Sur la recevabilité du recours
1. Sur la qualité pour agir des verts - Confédération écologiste - Parti écologiste
13. Alors que la procédure écrite était terminée, il est apparu que, par protocole du 29 mars 1984, l'association requérante " Les Verts - Parti écologiste " ainsi qu'une autre association dénommée " Les Verts - Confédération écologiste " ont décidé de leur dissolution et de leur fusion en vue de la constitution d'une nouvelle association sous le titre " Les Verts - Confédération écologiste - Parti écologiste ". Celle-ci s'est déclarée le 20 juin 1984 à la préfecture de police de Paris (JORF du 8.11.1984, NC, p. 10241, insertion remplaçant et annulant celles parues au JORF 25.7.1984, NC 172, p. 6604 et 6608). C'est cette nouvelle association qui a présenté aux élections européennes de juin 1984 la liste " Les Verts - Europe écologie ", après avoir déposé, le 28 avril 1984, la déclaration d'apparentement visée par l'article 4 de la règlementation de 1983. C'est elle aussi qui, par lettre du 23 juillet 1984, a introduit auprès du secrétariat général du Parlement européen une demande de remboursement en application de cette règlementation.

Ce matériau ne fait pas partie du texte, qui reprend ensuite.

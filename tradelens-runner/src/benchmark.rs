//! Comparison against a benchmark instrument and against a backtest equity series.

use chrono::NaiveDate;
use serde::{Deserialize, Serialize};
use tradelens_core::domain::Bar;
use tradelens_core::EquityCurve;

use crate::correlation::{align_on_dates, pearson};
use crate::metrics::{mean_f64, std_dev, Stat, StatFormat, PERIODS_PER_YEAR};

/// Close-to-close returns of a bar series, dated at the later bar.
pub fn close_returns(bars: &[Bar]) -> Vec<(NaiveDate, f64)> {
    bars.windows(2)
        .filter(|w| w[0].close > 0.0)
        .map(|w| (w[1].date, w[1].close / w[0].close - 1.0))
        .collect()
}

/// Regression and tracking statistics of portfolio returns against a benchmark.
#[derive(Debug, Clone, Default, PartialEq, Serialize, Deserialize)]
pub struct BenchmarkStats {
    pub observations: usize,
    pub portfolio_return: Option<f64>,
    pub benchmark_return: Option<f64>,
    pub beta: Option<f64>,
    /// Annualized.
    pub alpha: Option<f64>,
    pub correlation: Option<f64>,
    /// Annualized standard deviation of active returns.
    pub tracking_error: Option<f64>,
    pub information_ratio: Option<f64>,
}

impl BenchmarkStats {
    pub fn compute(portfolio: &[(NaiveDate, f64)], benchmark: &[(NaiveDate, f64)]) -> Self {
        let (p, b) = align_on_dates(portfolio, benchmark);
        let n = p.len();
        if n < 2 {
            return Self {
                observations: n,
                ..Self::default()
            };
        }

        let (mp, mb) = (mean_f64(&p), mean_f64(&b));
        let cov = p.iter().zip(&b).map(|(x, y)| (x - mp) * (y - mb)).sum::<f64>() / (n - 1) as f64;
        let var_b = std_dev(&b).powi(2);
        let beta = (var_b > 1e-18).then(|| cov / var_b);
        let alpha = beta.map(|beta| (mp - beta * mb) * PERIODS_PER_YEAR);

        let active: Vec<f64> = p.iter().zip(&b).map(|(x, y)| x - y).collect();
        let te = std_dev(&active) * PERIODS_PER_YEAR.sqrt();
        let (tracking_error, information_ratio) = if te > 1e-15 {
            (Some(te), Some(mean_f64(&active) * PERIODS_PER_YEAR / te))
        } else {
            (Some(te), None)
        };

        Self {
            observations: n,
            portfolio_return: Some(compound(&p)),
            benchmark_return: Some(compound(&b)),
            beta,
            alpha,
            correlation: pearson(&p, &b),
            tracking_error,
            information_ratio,
        }
    }

    pub fn entries(&self) -> Vec<Stat> {
        use StatFormat::*;
        vec![
            Stat::new("Common Periods", Some(self.observations as f64), Count),
            Stat::new("Portfolio Return", self.portfolio_return, Percent),
            Stat::new("Benchmark Return", self.benchmark_return, Percent),
            Stat::new("Beta", self.beta, Ratio),
            Stat::new("Alpha (annualized)", self.alpha, Percent),
            Stat::new("Correlation", self.correlation, Ratio),
            Stat::new("Tracking Error", self.tracking_error, Percent),
            Stat::new("Information Ratio", self.information_ratio, Ratio),
        ]
    }
}

fn compound(returns: &[f64]) -> f64 {
    returns.iter().map(|r| 1.0 + r).product::<f64>() - 1.0
}

#[derive(Debug, Clone, Copy, PartialEq, Serialize, Deserialize)]
pub struct BacktestPoint {
    pub date: NaiveDate,
    pub equity: f64,
}

/// Equity of a simulated (backtested) version of the traded system.
#[derive(Debug, Clone, PartialEq, Serialize, Deserialize)]
pub struct BacktestSeries {
    pub name: String,
    pub points: Vec<BacktestPoint>,
}

#[derive(Debug, Clone, Copy, PartialEq, Serialize, Deserialize)]
pub struct ComparisonPoint {
    pub date: NaiveDate,
    pub realized: f64,
    pub backtest: f64,
}

/// Realized and backtest equity on common dates, both normalized to 1.0 at the first.
#[derive(Debug, Clone, Default, PartialEq, Serialize, Deserialize)]
pub struct BacktestComparison {
    pub points: Vec<ComparisonPoint>,
    pub return_correlation: Option<f64>,
}

pub fn compare_to_backtest(realized: &EquityCurve, backtest: &BacktestSeries) -> BacktestComparison {
    let realized: Vec<(NaiveDate, f64)> = realized.points().iter().map(|p| (p.date, p.equity)).collect();
    let mut sim: Vec<(NaiveDate, f64)> = backtest.points.iter().map(|p| (p.date, p.equity)).collect();
    sim.sort_by_key(|(date, _)| *date);
    sim.dedup_by_key(|(date, _)| *date);

    let mut common: Vec<(NaiveDate, f64, f64)> = Vec::new();
    let mut j = 0;
    for &(date, r) in &realized {
        while j < sim.len() && sim[j].0 < date {
            j += 1;
        }
        if j < sim.len() && sim[j].0 == date {
            common.push((date, r, sim[j].1));
        }
    }

    let Some(&(_, r0, b0)) = common.first() else {
        return BacktestComparison::default();
    };
    if r0.abs() < f64::EPSILON || b0.abs() < f64::EPSILON {
        return BacktestComparison::default();
    }

    let points: Vec<ComparisonPoint> = common
        .iter()
        .map(|&(date, r, b)| ComparisonPoint {
            date,
            realized: r / r0,
            backtest: b / b0,
        })
        .collect();
    let (realized_returns, backtest_returns): (Vec<f64>, Vec<f64>) = points
        .windows(2)
        .map(|w| (w[1].realized / w[0].realized - 1.0, w[1].backtest / w[0].backtest - 1.0))
        .unzip();
    let return_correlation = pearson(&realized_returns, &backtest_returns);
    BacktestComparison {
        points,
        return_correlation,
    }
}

#[cfg(test)]
mod tests {
    use super::*;

    fn d(n: i64) -> NaiveDate {
        NaiveDate::from_ymd_opt(2024, 1, 1).unwrap() + chrono::Duration::days(n)
    }

    fn series(returns: &[f64]) -> Vec<(NaiveDate, f64)> {
        returns.iter().enumerate().map(|(i, r)| (d(i as i64 + 1), *r)).collect()
    }

    #[test]
    fn close_returns_from_bars() {
        let bars = vec![Bar::flat(d(0), 100.0), Bar::flat(d(1), 110.0), Bar::flat(d(2), 99.0)];
        let r = close_returns(&bars);
        assert_eq!(r.len(), 2);
        assert_eq!(r[0].0, d(1));
        assert!((r[0].1 - 0.1).abs() < 1e-12);
        assert!((r[1].1 + 0.1).abs() < 1e-12);
    }

    #[test]
    fn leveraged_benchmark_has_beta_two() {
        let bench = series(&[0.01, -0.02, 0.015, 0.0, -0.005, 0.02]);
        let port: Vec<_> = bench.iter().map(|(d, r)| (*d, 2.0 * r)).collect();
        let stats = BenchmarkStats::compute(&port, &bench);
        assert_eq!(stats.observations, 6);
        assert!((stats.beta.unwrap() - 2.0).abs() < 1e-12);
        assert!(stats.alpha.unwrap().abs() < 1e-12);
        assert!((stats.correlation.unwrap() - 1.0).abs() < 1e-12);
        assert!(stats.tracking_error.unwrap() > 0.0);
    }

    #[test]
    fn identical_series_have_zero_tracking_error() {
        let bench = series(&[0.01, -0.02, 0.015]);
        let stats = BenchmarkStats::compute(&bench, &bench);
        assert_eq!(stats.tracking_error, Some(0.0));
        assert_eq!(stats.information_ratio, None);
    }

    #[test]
    fn too_few_common_dates() {
        let stats = BenchmarkStats::compute(&series(&[0.01]), &series(&[0.02]));
        assert_eq!(stats.observations, 1);
        assert_eq!(stats.beta, None);
    }

    #[test]
    fn backtest_comparison_normalizes_on_common_dates() {
        let curve = EquityCurve::from_returns(
            1_000.0,
            d(0),
            vec![(d(1), 0.1), (d(2), -0.05), (d(3), 0.02)],
        )
        .unwrap();
        let backtest = BacktestSeries {
            name: "model".into(),
            points: vec![
                BacktestPoint { date: d(3), equity: 60.0 },
                BacktestPoint { date: d(1), equity: 50.0 },
                BacktestPoint { date: d(2), equity: 55.0 },
                BacktestPoint { date: d(9), equity: 70.0 },
            ],
        };
        let cmp = compare_to_backtest(&curve, &backtest);
        assert_eq!(cmp.points.len(), 3);
        assert_eq!(cmp.points[0].date, d(1));
        assert_eq!(cmp.points[0].realized, 1.0);
        assert_eq!(cmp.points[0].backtest, 1.0);
        assert!((cmp.points[1].backtest - 1.1).abs() < 1e-12);
        assert!((cmp.points[1].realized - 0.95).abs() < 1e-12);
    }

    #[test]
    fn backtest_without_overlap_is_empty() {
        let curve = EquityCurve::new(1_000.0, d(0));
        let backtest = BacktestSeries {
            name: "model".into(),
            points: vec![BacktestPoint { date: d(5), equity: 1.0 }],
        };
        assert_eq!(compare_to_backtest(&curve, &backtest), BacktestComparison::default());
    }
}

A la suite de cette demande, la somme de 82 958 écus, résultant de l'application aux 680 080 votes obtenus d'un coefficient de financement par vote égal à 0,1206596, lui a été versée.
14. Au vu de ces éléments nouveaux, le Parlement européen a d'abord fait valoir que l'association requérante " Les Verts - Parti écologiste " avait, du fait de sa dissolution, perdu qualité pour agir dans la présente procédure et que la règle du maintien de sa personnalité pour les besoins de sa liquidation ne pouvait s'appliquer à la présente action, cette dernière ayant été transmise à la nouvelle association. Tout en ne contestant pas la possibilité pour la nouvelle association, " Les Verts - Confédération écologiste - Parti écologiste ", de reprendre l'instance introduite par l'association requérante, le Parlement européen a ensuite exposé que cette reprise devait intervenir dans un délai fixé par la Cour et émaner clairement des organes statutairement compétents de la nouvelle association. Estimant que cette dernière condition n'etait pas remplie, le Parlement européen a conclu au rejet de la requête.

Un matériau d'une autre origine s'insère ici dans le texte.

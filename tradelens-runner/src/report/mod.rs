//! Report generation — orchestration, tables, progress and export.
//!
//! - `generator`: selects trades, runs the simulation per scope and builds sections
//! - `sections`: one function per statistic family, each producing named tables
//! - `table`: the `ReportTable`/`Cell` output contract
//! - `export`: JSON, CSV and Markdown artifacts

pub mod export;
pub mod generator;
pub mod input;
pub mod progress;
pub mod sections;
pub mod table;

pub use export::{export_json, generate_markdown, import_json, load_report, save_report, table_to_csv};
pub use generator::{Report, ReportError, ReportGenerator, SectionError, SummaryLine, SCHEMA_VERSION};
pub use input::{InputError, ReportInput};
pub use progress::{LogProgress, ProgressSink};
pub use sections::{day_histogram, histogram, SectionFailure};
pub use table::{Cell, ReportTable};
//! Total account capital over time, from equity summaries.

use std::collections::BTreeMap;

use chrono::NaiveDate;

use super::TrackerError;
use crate::domain::EquitySummary;

/// Capital summed across accounts. Each account carries its latest summary
/// forward until a newer one appears.
#[derive(Debug, Clone)]
pub struct CapitalLedger {
    totals: BTreeMap<NaiveDate, f64>,
}

impl CapitalLedger {
    pub fn new(summaries: &[EquitySummary]) -> Result<Self, TrackerError> {
        if summaries.is_empty() {
            return Err(TrackerError::NoCapitalData);
        }
        let mut sorted: Vec<&EquitySummary> = summaries.iter().collect();
        sorted.sort_by_key(|s| s.date);

        let mut latest: BTreeMap<Option<&str>, f64> = BTreeMap::new();
        let mut totals = BTreeMap::new();
        for summary in sorted {
            latest.insert(summary.account.as_deref(), summary.total);
            totals.insert(summary.date, latest.values().sum());
        }
        Ok(Self { totals })
    }

    /// Total capital as of the end of `date`.
    pub fn total_at(&self, date: NaiveDate) -> Option<f64> {
        self.totals.range(..=date).next_back().map(|(_, v)| *v)
    }

    /// Capital at the end of the last summary strictly before `date`.
    ///
    /// Before the first summary the earliest known total is used.
    pub fn yesterday(&self, date: NaiveDate) -> f64 {
        self.totals
            .range(..date)
            .next_back()
            .or_else(|| self.totals.iter().next())
            .map(|(_, v)| *v)
            .unwrap_or(0.0)
    }

    /// Earliest known total capital.
    pub fn initial(&self) -> f64 {
        self.totals.values().next().copied().unwrap_or(0.0)
    }

    pub fn dates(&self) -> impl Iterator<Item = NaiveDate> + '_ {
        self.totals.keys().copied()
    }
}

#[cfg(test)]
mod tests {
    use super::*;

    fn d(day: u32) -> NaiveDate {
        NaiveDate::from_ymd_opt(2024, 1, day).unwrap()
    }

    fn summary(day: u32, account: &str, total: f64) -> EquitySummary {
        EquitySummary {
            date: d(day),
            account: Some(account.into()),
            total,
        }
    }

    #[test]
    fn empty_summaries_are_fatal() {
        assert!(matches!(CapitalLedger::new(&[]), Err(TrackerError::NoCapitalData)));
    }

    #[test]
    fn sums_accounts_and_carries_forward() {
        let ledger = CapitalLedger::new(&[
            summary(2, "A", 1000.0),
            summary(2, "B", 500.0),
            summary(3, "A", 1100.0),
        ])
        .unwrap();
        assert_eq!(ledger.total_at(d(2)), Some(1500.0));
        assert_eq!(ledger.total_at(d(3)), Some(1600.0));
        assert_eq!(ledger.total_at(d(10)), Some(1600.0));
        assert_eq!(ledger.total_at(d(1)), None);
    }

    #[test]
    fn yesterday_uses_prior_date_or_first() {
        let ledger = CapitalLedger::new(&[summary(2, "A", 1000.0), summary(4, "A", 1200.0)]).unwrap();
        assert_eq!(ledger.yesterday(d(2)), 1000.0);
        assert_eq!(ledger.yesterday(d(3)), 1000.0);
        assert_eq!(ledger.yesterday(d(5)), 1200.0);
        assert_eq!(ledger.initial(), 1000.0);
    }
}
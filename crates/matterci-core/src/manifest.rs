//! Certification test plan loading and command assembly.
//!
//! The manifest is a JSON document declaring which test scripts to run,
//! under what display name, with what arguments. It is read once per CI
//! invocation and validated eagerly: any shape mismatch is an
//! [`Error::InvalidManifest`] at load time, never a deferred lookup
//! failure mid-run.

use crate::config::CiConfig;
use crate::error::Error;
use crate::Result;
use indexmap::IndexMap;
use serde::Deserialize;
use std::collections::HashMap;
use std::path::Path;

/// One entry in the manifest's `test_cases` mapping.
///
/// `test_case: Some(_)` narrows the run to a single selector within the
/// script; `None` runs the full script unfiltered. Selector-based tests
/// are a strict subset of script invocations.
#[derive(Debug, Clone, Deserialize)]
#[serde(deny_unknown_fields)]
pub struct TestEntry {
    /// Test script path, invoked with `python3`.
    pub script: String,

    /// Extra command-line arguments appended verbatim.
    #[serde(default)]
    pub args: Option<String>,

    /// Optional selector passed as `--tests <selector>`.
    #[serde(default)]
    pub test_case: Option<String>,
}

/// Declarative certification test plan.
///
/// `test_cases` preserves declaration order; chunking downstream depends
/// on it being deterministic across repeated runs of the same manifest.
#[derive(Debug, Clone, Deserialize)]
#[serde(deny_unknown_fields)]
pub struct CertificationManifest {
    /// `{NAME}`-templated arguments shared by every test command.
    pub common_args: String,

    /// Ordered mapping of display name to test entry.
    pub test_cases: IndexMap<String, TestEntry>,
}

/// A named, fully-expanded shell invocation. Immutable after construction.
#[derive(Debug, Clone, PartialEq, Eq)]
pub struct TestCase {
    pub name: String,
    pub command: String,
}

impl CertificationManifest {
    /// Load and validate a manifest from disk.
    pub fn load(path: &Path) -> Result<Self> {
        if !path.exists() {
            return Err(Error::ManifestNotFound {
                path: path.to_path_buf(),
            });
        }
        let raw = std::fs::read_to_string(path)?;
        serde_json::from_str(&raw).map_err(|e| Error::InvalidManifest(e.to_string()))
    }
}

/// Expand `{NAME}` placeholders in a Python-`format()`-style template.
///
/// `{{` and `}}` escape to literal braces. An unresolved placeholder is a
/// hard error, never a silent pass-through.
pub fn expand_template(template: &str, vars: &HashMap<String, String>) -> Result<String> {
    let mut out = String::with_capacity(template.len());
    let mut chars = template.chars().peekable();

    while let Some(c) = chars.next() {
        match c {
            '{' if chars.peek() == Some(&'{') => {
                chars.next();
                out.push('{');
            }
            '}' if chars.peek() == Some(&'}') => {
                chars.next();
                out.push('}');
            }
            '{' => {
                let mut name = String::new();
                let mut closed = false;
                for c2 in chars.by_ref() {
                    if c2 == '}' {
                        closed = true;
                        break;
                    }
                    name.push(c2);
                }
                if !closed {
                    return Err(Error::InvalidManifest(format!(
                        "unterminated placeholder in template: {template}"
                    )));
                }
                match vars.get(&name) {
                    Some(value) => out.push_str(value),
                    None => return Err(Error::UnresolvedPlaceholder(name)),
                }
            }
            _ => out.push(c),
        }
    }

    Ok(out)
}

/// Build the ordered list of test commands from a manifest.
///
/// Produces exactly one [`TestCase`] per manifest entry, in declaration
/// order. Every command gets a `--storage-path` under `logs/`; the
/// invoked script writes its per-test JSON result there for downstream
/// inspection.
///
/// For selector-based entries the storage-path filename embeds the
/// literal `--tests <selector>` text. That filename looks malformed, but
/// downstream tooling matches on it as-is, so it is preserved.
pub fn load_test_commands(
    manifest: &CertificationManifest,
    config: &CiConfig,
) -> Result<Vec<TestCase>> {
    let vars = config.template_vars();
    let common_args = expand_template(&manifest.common_args, &vars)?;

    let mut cases = Vec::with_capacity(manifest.test_cases.len());
    for (name, entry) in &manifest.test_cases {
        let mut command = format!("python3 {} {}", entry.script, common_args);
        if let Some(args) = &entry.args {
            command.push(' ');
            command.push_str(args);
        }
        match &entry.test_case {
            Some(selector) => {
                let test_param = format!("--tests {selector}");
                command.push_str(&format!(" --storage-path logs/{test_param}.json {test_param}"));
            }
            None => {
                command.push_str(&format!(" --storage-path logs/{name}.json"));
            }
        }
        cases.push(TestCase {
            name: name.clone(),
            command,
        });
    }

    Ok(cases)
}

#[cfg(test)]
mod tests {
    use super::*;
    use crate::config::GitLabConfig;

    fn test_config() -> CiConfig {
        CiConfig {
            wifi_ssid: "foo".to_string(),
            wifi_passphrase: "bar".to_string(),
            test_chunk: "1".to_string(),
            gitlab: GitLabConfig {
                api_url: "https://gitlab.example.com/api/v4".to_string(),
                project_id: "1".to_string(),
                mr_iid: "1".to_string(),
                token: "tok".to_string(),
            },
        }
    }

    fn manifest_from(json: &str) -> CertificationManifest {
        serde_json::from_str(json).expect("manifest parse failed")
    }

    #[test]
    fn test_expand_template_substitutes() {
        let vars = HashMap::from([("WIFI_SSID".to_string(), "foo".to_string())]);
        let out = expand_template("--ssid {WIFI_SSID}", &vars).expect("expand failed");
        assert_eq!(out, "--ssid foo");
    }

    #[test]
    fn test_expand_template_unresolved_is_hard_error() {
        let vars = HashMap::new();
        let err = expand_template("--ssid {WIFI_SSID}", &vars).expect_err("should fail");
        assert!(matches!(err, Error::UnresolvedPlaceholder(ref name) if name == "WIFI_SSID"));
    }

    #[test]
    fn test_expand_template_escaped_braces() {
        let vars = HashMap::new();
        let out = expand_template("literal {{braces}}", &vars).expect("expand failed");
        assert_eq!(out, "literal {braces}");
    }

    #[test]
    fn test_load_commands_preserves_count_and_order() {
        let manifest = manifest_from(
            r#"{
                "common_args": "--ssid {WIFI_SSID}",
                "test_cases": {
                    "zeta": {"script": "z.py"},
                    "alpha": {"script": "a.py"},
                    "mid": {"script": "m.py"}
                }
            }"#,
        );
        let cases = load_test_commands(&manifest, &test_config()).expect("load failed");
        assert_eq!(cases.len(), 3);
        let names: Vec<&str> = cases.iter().map(|c| c.name.as_str()).collect();
        assert_eq!(names, ["zeta", "alpha", "mid"], "declaration order kept");
    }

    #[test]
    fn test_selector_entry_gets_tests_flag() {
        let manifest = manifest_from(
            r#"{
                "common_args": "--ssid {WIFI_SSID}",
                "test_cases": {
                    "t1": {"script": "s.py", "test_case": "TC_A"},
                    "t2": {"script": "s.py"}
                }
            }"#,
        );
        let cases = load_test_commands(&manifest, &test_config()).expect("load failed");
        assert!(cases[0].command.contains("--tests TC_A"));
        assert!(!cases[1].command.contains("--tests"));
    }

    // The storage-path filename for selector tests embeds the literal
    // "--tests <selector>" text. Downstream tooling matches the exact
    // filename, so the assembly is locked down verbatim here.
    #[test]
    fn test_selector_storage_path_embeds_flag_text() {
        let manifest = manifest_from(
            r#"{
                "common_args": "--ssid {WIFI_SSID}",
                "test_cases": {
                    "t1": {"script": "s.py", "test_case": "TC_A"}
                }
            }"#,
        );
        let cases = load_test_commands(&manifest, &test_config()).expect("load failed");
        assert_eq!(
            cases[0].command,
            "python3 s.py --ssid foo --storage-path logs/--tests TC_A.json --tests TC_A"
        );
    }

    #[test]
    fn test_full_script_storage_path_uses_test_name() {
        let manifest = manifest_from(
            r#"{
                "common_args": "--ssid {WIFI_SSID} --passphrase {WIFI_PASSPHRASE}",
                "test_cases": {
                    "pairing": {"script": "pairing.py", "args": "--repeat 3"}
                }
            }"#,
        );
        let cases = load_test_commands(&manifest, &test_config()).expect("load failed");
        assert_eq!(
            cases[0].command,
            "python3 pairing.py --ssid foo --passphrase bar --repeat 3 --storage-path logs/pairing.json"
        );
    }

    #[test]
    fn test_load_missing_manifest_file() {
        let err = CertificationManifest::load(Path::new("/nonexistent/plan.json"))
            .expect_err("should fail");
        assert!(matches!(err, Error::ManifestNotFound { .. }));
    }

    #[test]
    fn test_load_rejects_malformed_manifest() {
        let dir = tempfile::tempdir().expect("tempdir failed");
        let path = dir.path().join("plan.json");
        std::fs::write(&path, r#"{"common_args": 42}"#).expect("write failed");
        let err = CertificationManifest::load(&path).expect_err("should fail");
        assert!(matches!(err, Error::InvalidManifest(_)));
    }
}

15. Il convient de relever, en premier lieu, qu''il résulte du protocole du 29 mars 1984 que la dissolution des deux associations, y compris celle de l'association requérante, est intervenue sous réserve de leur fusion en vue de la constitution d'une association nouvelle. Dissolution, fusion et création de la nouvelle association ont donc eu lieu par un seul et même acte de telle sorte qu'il y a continuité temporelle et juridique entre l'association requérante et l'association nouvelle, et que la seconde est devenue titulaire des droits et obligations de la première.

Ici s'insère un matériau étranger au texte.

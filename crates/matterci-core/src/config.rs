//! Process-wide configuration.
//!
//! All environment access happens here, once, at startup. Components
//! receive the resulting [`CiConfig`] by reference and never re-read the
//! environment mid-pipeline.

use crate::error::Error;
use crate::Result;
use std::collections::HashMap;

/// Wi-Fi SSID handed to certification test scripts.
pub const ENV_WIFI_SSID: &str = "CI_GITLAB_PYTEST_SSID";

/// Wi-Fi passphrase handed to certification test scripts.
pub const ENV_WIFI_PASSPHRASE: &str = "CI_GITLAB_PYTEST_PASSPHRASE";

/// Chunk id selecting which half of the test list this job runs.
pub const ENV_TEST_CHUNK: &str = "TEST_CHUNK";

/// GitLab API coordinates, from the standard GitLab CI environment.
#[derive(Debug, Clone)]
pub struct GitLabConfig {
    /// Base v4 API URL, e.g. `https://gitlab.example.com/api/v4`.
    pub api_url: String,
    /// Numeric project id.
    pub project_id: String,
    /// Merge request iid within the project.
    pub mr_iid: String,
    /// API token with write access to the merge request.
    pub token: String,
}

impl GitLabConfig {
    /// Read GitLab coordinates from the CI environment.
    pub fn from_env() -> Result<Self> {
        Ok(GitLabConfig {
            api_url: require_env("CI_API_V4_URL")?,
            project_id: require_env("CI_PROJECT_ID")?,
            mr_iid: require_env("CI_MERGE_REQUEST_IID")?,
            token: require_env("GITLAB_TOKEN")?,
        })
    }
}

/// Configuration for one certification CI invocation.
#[derive(Debug, Clone)]
pub struct CiConfig {
    /// SSID the DUT joins during tests.
    pub wifi_ssid: String,
    /// Passphrase for the test network.
    pub wifi_passphrase: String,
    /// Chunk id for this job, `"1"` when unset.
    pub test_chunk: String,
    /// Merge request coordinates for result publishing.
    pub gitlab: GitLabConfig,
}

impl CiConfig {
    /// Build the configuration from the CI environment.
    ///
    /// Wi-Fi credentials are mandatory; a missing variable is a fatal
    /// configuration error, not a retryable condition.
    pub fn from_env() -> Result<Self> {
        Ok(CiConfig {
            wifi_ssid: require_env(ENV_WIFI_SSID)?,
            wifi_passphrase: require_env(ENV_WIFI_PASSPHRASE)?,
            test_chunk: std::env::var(ENV_TEST_CHUNK).unwrap_or_else(|_| "1".to_string()),
            gitlab: GitLabConfig::from_env()?,
        })
    }

    /// Placeholder bindings available to manifest template expansion.
    pub fn template_vars(&self) -> HashMap<String, String> {
        HashMap::from([
            ("WIFI_SSID".to_string(), self.wifi_ssid.clone()),
            ("WIFI_PASSPHRASE".to_string(), self.wifi_passphrase.clone()),
        ])
    }
}

fn require_env(name: &str) -> Result<String> {
    std::env::var(name).map_err(|_| Error::MissingEnv(name.to_string()))
}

16. En deuxième lieu, le protocole de fusion spécifie expressément que les actions judiciaires engagées, et notamment celles qui ont été introduites devant la Cour, " se continueront dans les mêmes termes " et " selon les mêmes modalités ".
17. En troisième lieu, le Parlement européen a lui-même fait état au cours de la procédure orale d'une délibération du Conseil national interrégional de la nouvelle association, en date des 16 et 17 février 1985. Aux termes de cette délibération, qui a été lue à l'audience par le Conseil de la nouvelle association, le Conseil national interrégional de celle-ci, organe statutairement compétent pour ester en justice, a, face à l'attitude dilatoire du Parlement européen, décidé expressément de reprendre l'instance introduite par l'association " Les Verts - Parti écologiste ".
18. Dans ces conditions, la volonté de la nouvelle association de maintenir et de poursuivre le recours introduit par l'une des associations dont elle est issue, recours dont le bénéfice lui a été expressément transmis, ne saurait faire de doute et les conclusions contraires du Parlement européen sur ce point doivent être rejetées.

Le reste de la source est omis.